THE TASK:
Could you reproduce every entry that follows, exactly as shown?

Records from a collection
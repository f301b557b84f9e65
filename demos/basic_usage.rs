use pollpool::{PollRate, PollerBuilder};

fn main() {
    let poller = PollerBuilder::new()
        .num_workers(2)
        .max_polls(6)
        .poll_rate(PollRate::Slow)
        .before_all(|| println!("Before polling..."))
        .poll(|| {
            let name = std::thread::current().name().map(str::to_owned);
            println!("Hello from {:?}", name);
        })
        .after_all(|| println!("Polling done"))
        .build()
        .unwrap();

    poller.start().unwrap();
    poller.join();
    println!("Last run: {:?}", poller.last_report());
}
//! Poll rate tiers.
//!
//! A [`PollRate`] names how long a worker rests between two polls. Every tier except
//! [`PollRate::Custom`] maps to a fixed delay; `Custom` defers to a caller function, see
//! [`PollerBuilder::custom_rate`](crate::PollerBuilder::custom_rate).

use std::fmt;
use std::str::FromStr;
use std::time::Duration;

use crate::errors::PollerError;

/// Delay used by [`PollRate::Custom`] when no custom rate function is installed.
pub const DEFAULT_CUSTOM_RATE: Duration = Duration::from_millis(5000);

/// Named delay tiers applied between successive polls of one worker.
#[derive(Debug, Clone, Copy, PartialEq, Eq, Hash, Default)]
pub enum PollRate {
    /// 10 seconds.
    Draggy,
    /// 3 seconds.
    VerySlow,
    /// 500 milliseconds.
    Laggy,
    /// 100 milliseconds.
    Slow,
    /// 80 milliseconds.
    #[default]
    Medium,
    /// 50 milliseconds.
    Quick,
    /// 30 milliseconds.
    High,
    /// 1 millisecond.
    UltraHigh,
    /// No delay. Workers only yield between polls.
    Unlimited,
    /// Delay supplied by the caller's custom rate function.
    Custom,
}

impl PollRate {
    pub const ALL: [PollRate; 10] = [
        PollRate::Draggy,
        PollRate::VerySlow,
        PollRate::Laggy,
        PollRate::Slow,
        PollRate::Medium,
        PollRate::Quick,
        PollRate::High,
        PollRate::UltraHigh,
        PollRate::Unlimited,
        PollRate::Custom,
    ];

    /// The fixed delay of this tier, or `None` for [`PollRate::Custom`].
    pub const fn fixed_delay(self) -> Option<Duration> {
        let millis = match self {
            PollRate::Draggy => 10_000,
            PollRate::VerySlow => 3_000,
            PollRate::Laggy => 500,
            PollRate::Slow => 100,
            PollRate::Medium => 80,
            PollRate::Quick => 50,
            PollRate::High => 30,
            PollRate::UltraHigh => 1,
            PollRate::Unlimited => 0,
            PollRate::Custom => return None,
        };
        Some(Duration::from_millis(millis))
    }

    pub const fn name(self) -> &'static str {
        match self {
            PollRate::Draggy => "draggy",
            PollRate::VerySlow => "very-slow",
            PollRate::Laggy => "laggy",
            PollRate::Slow => "slow",
            PollRate::Medium => "medium",
            PollRate::Quick => "quick",
            PollRate::High => "high",
            PollRate::UltraHigh => "ultra-high",
            PollRate::Unlimited => "unlimited",
            PollRate::Custom => "custom",
        }
    }
}

/// Resolves `rate` to a concrete delay, asking `custom` only for [`PollRate::Custom`].
pub fn rate_for<F>(rate: PollRate, custom: F) -> Duration
where
    F: FnOnce() -> Duration,
{
    rate.fixed_delay().unwrap_or_else(custom)
}

impl fmt::Display for PollRate {
    fn fmt(&self, f: &mut fmt::Formatter<'_>) -> fmt::Result {
        f.write_str(self.name())
    }
}

impl FromStr for PollRate {
    type Err = PollerError;

    fn from_str(s: &str) -> Result<Self, Self::Err> {
        let wanted = s.trim().to_ascii_lowercase().replace('_', "-");
        PollRate::ALL
            .into_iter()
            .find(|rate| rate.name() == wanted)
            .ok_or_else(|| PollerError::UnknownPollRate(s.to_string()))
    }
}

SOLUTION:
repository f301b557b84f9e65
filename demos/basic_usage.rs
use pollpool::{PollRate, PollerBuilder};

fn main() {
    let poller = PollerBuilder::new()
        .num_workers(2)
        .max_polls(6)
        .poll_rate(PollRate::Slow)
        .before_all(|| println!("Before polling..."))
        .poll(|| {
            let name = std::thread::current().name().map(str::to_owned);
            println!("Hello from {:?}", name);
        })
        .after_all(|| println!("Polling done"))
        .build()
        .unwrap();

    poller.start().unwrap();
    poller.join();
    println!("Last run: {:?}", poller.last_report());
}
//! Poll rate tiers.
//!
//! A [`PollRate`] names how long a worker rests between two polls. Every tier except
//! [`PollRate::Custom`] maps to a fixed delay; `Custom` defers to a caller function, see
//! [`PollerBuilder::custom_rate`](crate::PollerBuilder::custom_rate).

use std::fmt;
use std::str::FromStr;
use std::time::Duration;

use crate::errors::PollerError;

/// Delay used by [`PollRate::Custom`] when no custom rate function is installed.
pub const DEFAULT_CUSTOM_RATE: Duration = Duration::from_millis(5000);

/// Named delay tiers applied between successive polls of one worker.
#[derive(Debug, Clone, Copy, PartialEq, Eq, Hash, Default)]
pub enum PollRate {
    /// 10 seconds.
    Draggy,
    /// 3 seconds.
    VerySlow,
    /// 500 milliseconds.
    Laggy,
    /// 100 milliseconds.
    Slow,
    /// 80 milliseconds.
    #[default]
    Medium,
    /// 50 milliseconds.
    Quick,
    /// 30 milliseconds.
    High,
    /// 1 millisecond.
    UltraHigh,
    /// No delay. Workers only yield between polls.
    Unlimited,
    /// Delay supplied by the caller's custom rate function.
    Custom,
}

impl PollRate {
    pub const ALL: [PollRate; 10] = [
        PollRate::Draggy,
        PollRate::VerySlow,
        PollRate::Laggy,
        PollRate::Slow,
        PollRate::Medium,
        PollRate::Quick,
        PollRate::High,
        PollRate::UltraHigh,
        PollRate::Unlimited,
        PollRate::Custom,
    ];

    /// The fixed delay of this tier, or `None` for [`PollRate::Custom`].
    pub const fn fixed_delay(self) -> Option<Duration> {
        let millis = match self {
            PollRate::Draggy => 10_000,
            PollRate::VerySlow => 3_000,
            PollRate::Laggy => 500,
            PollRate::Slow => 100,
            PollRate::Medium => 80,
            PollRate::Quick => 50,
            PollRate::High => 30,
            PollRate::UltraHigh => 1,
            PollRate::Unlimited => 0,
            PollRate::Custom => return None,
        };
        Some(Duration::from_millis(millis))
    }

    pub const fn name(self) -> &'static str {
        match self {
            PollRate::Draggy => "draggy",
            PollRate::VerySlow => "very-slow",
            PollRate::Laggy => "laggy",
            PollRate::Slow => "slow",
            PollRate::Medium => "medium",
            PollRate::Quick => "quick",
            PollRate::High => "high",
            PollRate::UltraHigh => "ultra-high",
            PollRate::Unlimited => "unlimited",
            PollRate::Custom => "custom",
        }
    }
}

/// Resolves `rate` to a concrete delay, asking `custom` only for [`PollRate::Custom`].
pub fn rate_for<F>(rate: PollRate, custom: F) -> Duration
where
    F: FnOnce() -> Duration,
{
    rate.fixed_delay().unwrap_or_else(custom)
}

impl fmt::Display for PollRate {
    fn fmt(&self, f: &mut fmt::Formatter<'_>) -> fmt::Result {
        f.write_str(self.name())
    }
}

impl FromStr for PollRate {
    type Err = PollerError;

    fn from_str(s: &str) -> Result<Self, Self::Err> {
        let wanted = s.trim().to_ascii_lowercase().replace('_', "-");
        PollRate::ALL
            .into_iter()
            .find(|rate| rate.name() == wanted)
            .ok_or_else(|| PollerError::UnknownPollRate(s.to_string()))
    }
}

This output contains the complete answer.